Activity = Every line in the data below from the one containing "let (clk, dio)" down to the one containing "const CONNECTED_PATTERN: &[u8]", both included, must be retyped exactly; no other line is to appear.

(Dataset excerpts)
☆ ☆ ☆ ☆ ☆

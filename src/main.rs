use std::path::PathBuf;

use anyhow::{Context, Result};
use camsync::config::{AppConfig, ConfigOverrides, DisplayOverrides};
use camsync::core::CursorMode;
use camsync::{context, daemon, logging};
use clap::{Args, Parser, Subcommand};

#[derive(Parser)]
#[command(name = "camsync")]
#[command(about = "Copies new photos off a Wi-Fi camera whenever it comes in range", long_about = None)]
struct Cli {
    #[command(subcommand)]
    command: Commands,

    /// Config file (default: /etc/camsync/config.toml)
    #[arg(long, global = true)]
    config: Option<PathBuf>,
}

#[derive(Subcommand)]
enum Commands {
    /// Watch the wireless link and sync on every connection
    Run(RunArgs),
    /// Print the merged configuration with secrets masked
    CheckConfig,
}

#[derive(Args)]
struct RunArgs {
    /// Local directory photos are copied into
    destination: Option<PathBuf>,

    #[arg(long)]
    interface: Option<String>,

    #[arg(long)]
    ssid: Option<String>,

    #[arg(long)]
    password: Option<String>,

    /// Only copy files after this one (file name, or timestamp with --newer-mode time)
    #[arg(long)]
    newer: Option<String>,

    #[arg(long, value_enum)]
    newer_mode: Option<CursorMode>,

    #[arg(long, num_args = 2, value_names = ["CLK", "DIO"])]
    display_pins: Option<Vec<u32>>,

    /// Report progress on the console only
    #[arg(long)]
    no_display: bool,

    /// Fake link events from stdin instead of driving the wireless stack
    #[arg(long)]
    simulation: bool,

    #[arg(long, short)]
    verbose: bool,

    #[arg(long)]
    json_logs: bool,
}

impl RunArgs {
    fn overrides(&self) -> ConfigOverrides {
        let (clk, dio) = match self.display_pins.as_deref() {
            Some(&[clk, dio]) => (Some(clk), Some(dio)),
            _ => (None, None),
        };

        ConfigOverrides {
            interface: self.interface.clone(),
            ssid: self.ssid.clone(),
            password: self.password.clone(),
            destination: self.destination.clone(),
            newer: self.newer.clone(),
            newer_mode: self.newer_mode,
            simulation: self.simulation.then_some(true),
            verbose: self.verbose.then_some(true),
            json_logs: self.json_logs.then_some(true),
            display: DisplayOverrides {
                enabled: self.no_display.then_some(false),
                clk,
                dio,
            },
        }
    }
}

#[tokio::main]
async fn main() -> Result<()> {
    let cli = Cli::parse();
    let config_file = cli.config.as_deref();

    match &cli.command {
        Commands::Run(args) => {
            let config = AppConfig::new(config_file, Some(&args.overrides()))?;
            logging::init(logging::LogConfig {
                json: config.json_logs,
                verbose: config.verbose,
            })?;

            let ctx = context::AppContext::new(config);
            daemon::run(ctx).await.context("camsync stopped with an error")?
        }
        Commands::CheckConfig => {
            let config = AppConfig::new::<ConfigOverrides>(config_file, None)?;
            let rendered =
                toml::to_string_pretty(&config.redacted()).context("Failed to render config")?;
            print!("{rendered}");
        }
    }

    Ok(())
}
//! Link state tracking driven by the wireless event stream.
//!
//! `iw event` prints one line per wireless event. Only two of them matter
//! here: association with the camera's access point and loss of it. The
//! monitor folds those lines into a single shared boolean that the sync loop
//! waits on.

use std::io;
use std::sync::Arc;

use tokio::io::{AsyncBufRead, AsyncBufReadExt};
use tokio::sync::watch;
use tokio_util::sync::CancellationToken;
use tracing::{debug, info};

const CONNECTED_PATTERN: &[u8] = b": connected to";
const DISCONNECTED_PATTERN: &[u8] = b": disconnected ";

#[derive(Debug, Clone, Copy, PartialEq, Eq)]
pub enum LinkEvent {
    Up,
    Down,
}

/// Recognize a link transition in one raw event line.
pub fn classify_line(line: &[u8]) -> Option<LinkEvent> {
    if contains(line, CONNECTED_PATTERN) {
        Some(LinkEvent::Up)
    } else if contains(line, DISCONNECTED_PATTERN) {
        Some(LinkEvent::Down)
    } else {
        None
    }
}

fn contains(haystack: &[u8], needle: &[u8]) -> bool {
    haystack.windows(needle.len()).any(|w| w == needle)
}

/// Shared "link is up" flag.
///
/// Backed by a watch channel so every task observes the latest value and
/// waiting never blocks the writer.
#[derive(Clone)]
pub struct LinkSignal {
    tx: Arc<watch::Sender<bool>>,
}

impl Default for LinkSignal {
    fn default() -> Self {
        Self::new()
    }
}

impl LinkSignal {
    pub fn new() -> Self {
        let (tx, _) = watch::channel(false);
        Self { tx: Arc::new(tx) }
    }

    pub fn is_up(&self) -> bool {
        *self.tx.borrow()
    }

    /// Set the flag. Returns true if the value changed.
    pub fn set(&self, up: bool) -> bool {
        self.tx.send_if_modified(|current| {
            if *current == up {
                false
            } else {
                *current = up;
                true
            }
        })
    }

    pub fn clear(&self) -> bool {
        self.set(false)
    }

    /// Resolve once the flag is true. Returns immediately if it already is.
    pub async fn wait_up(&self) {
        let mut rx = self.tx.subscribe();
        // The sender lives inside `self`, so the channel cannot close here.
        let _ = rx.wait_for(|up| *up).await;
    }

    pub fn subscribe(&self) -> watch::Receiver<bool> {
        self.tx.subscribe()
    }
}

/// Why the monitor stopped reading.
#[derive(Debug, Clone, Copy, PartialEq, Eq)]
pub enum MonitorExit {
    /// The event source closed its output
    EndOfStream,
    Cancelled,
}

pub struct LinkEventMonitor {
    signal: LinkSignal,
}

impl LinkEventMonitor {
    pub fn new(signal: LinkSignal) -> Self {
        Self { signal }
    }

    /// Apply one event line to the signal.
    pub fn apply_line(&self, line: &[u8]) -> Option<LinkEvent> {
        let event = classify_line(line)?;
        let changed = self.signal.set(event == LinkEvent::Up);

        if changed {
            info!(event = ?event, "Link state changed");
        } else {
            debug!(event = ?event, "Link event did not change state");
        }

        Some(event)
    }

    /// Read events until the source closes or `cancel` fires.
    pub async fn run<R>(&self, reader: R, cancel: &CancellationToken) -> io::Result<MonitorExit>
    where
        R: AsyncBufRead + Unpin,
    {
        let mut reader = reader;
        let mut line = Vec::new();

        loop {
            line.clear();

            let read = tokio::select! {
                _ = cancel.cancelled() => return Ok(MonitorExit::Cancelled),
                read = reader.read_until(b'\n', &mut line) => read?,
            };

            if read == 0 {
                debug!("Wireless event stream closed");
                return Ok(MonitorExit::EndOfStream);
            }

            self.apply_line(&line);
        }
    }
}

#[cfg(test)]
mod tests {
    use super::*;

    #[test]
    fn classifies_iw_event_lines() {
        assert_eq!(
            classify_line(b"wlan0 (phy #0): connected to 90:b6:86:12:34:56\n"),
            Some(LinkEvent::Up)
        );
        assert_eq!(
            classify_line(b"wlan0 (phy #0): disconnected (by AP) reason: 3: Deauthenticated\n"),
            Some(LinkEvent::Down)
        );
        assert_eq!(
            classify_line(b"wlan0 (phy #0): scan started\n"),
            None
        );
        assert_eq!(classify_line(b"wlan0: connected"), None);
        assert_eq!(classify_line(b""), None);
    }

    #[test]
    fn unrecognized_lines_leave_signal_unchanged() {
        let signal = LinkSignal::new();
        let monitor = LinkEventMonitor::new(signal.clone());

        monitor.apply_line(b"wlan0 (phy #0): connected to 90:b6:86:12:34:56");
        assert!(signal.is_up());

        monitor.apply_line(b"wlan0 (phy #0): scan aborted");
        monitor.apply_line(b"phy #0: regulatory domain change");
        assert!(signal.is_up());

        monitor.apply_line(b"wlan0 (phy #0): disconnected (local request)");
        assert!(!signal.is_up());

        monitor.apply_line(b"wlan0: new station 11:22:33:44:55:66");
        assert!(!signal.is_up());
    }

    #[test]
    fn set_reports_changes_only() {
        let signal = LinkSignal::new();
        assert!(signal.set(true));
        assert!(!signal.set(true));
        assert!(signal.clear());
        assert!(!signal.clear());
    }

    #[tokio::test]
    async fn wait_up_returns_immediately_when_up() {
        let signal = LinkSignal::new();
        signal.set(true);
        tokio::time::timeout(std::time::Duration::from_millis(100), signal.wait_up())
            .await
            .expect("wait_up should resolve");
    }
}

☆ ☆ ☆ ☆ ☆

Solved problem =
        let (clk, dio) = match self.display_pins.as_deref() {
            Some(&[clk, dio]) => (Some(clk), Some(dio)),
            _ => (None, None),
        };

        ConfigOverrides {
            interface: self.interface.clone(),
            ssid: self.ssid.clone(),
            password: self.password.clone(),
            destination: self.destination.clone(),
            newer: self.newer.clone(),
            newer_mode: self.newer_mode,
            simulation: self.simulation.then_some(true),
            verbose: self.verbose.then_some(true),
            json_logs: self.json_logs.then_some(true),
            display: DisplayOverrides {
                enabled: self.no_display.then_some(false),
                clk,
                dio,
            },
        }
    }
}

#[tokio::main]
async fn main() -> Result<()> {
    let cli = Cli::parse();
    let config_file = cli.config.as_deref();

    match &cli.command {
        Commands::Run(args) => {
            let config = AppConfig::new(config_file, Some(&args.overrides()))?;
            logging::init(logging::LogConfig {
                json: config.json_logs,
                verbose: config.verbose,
            })?;

            let ctx = context::AppContext::new(config);
            daemon::run(ctx).await.context("camsync stopped with an error")?
        }
        Commands::CheckConfig => {
            let config = AppConfig::new::<ConfigOverrides>(config_file, None)?;
            let rendered =
                toml::to_string_pretty(&config.redacted()).context("Failed to render config")?;
            print!("{rendered}");
        }
    }

    Ok(())
}
//! Link state tracking driven by the wireless event stream.
//!
//! `iw event` prints one line per wireless event. Only two of them matter
//! here: association with the camera's access point and loss of it. The
//! monitor folds those lines into a single shared boolean that the sync loop
//! waits on.

use std::io;
use std::sync::Arc;

use tokio::io::{AsyncBufRead, AsyncBufReadExt};
use tokio::sync::watch;
use tokio_util::sync::CancellationToken;
use tracing::{debug, info};

const CONNECTED_PATTERN: &[u8] = b": connected to";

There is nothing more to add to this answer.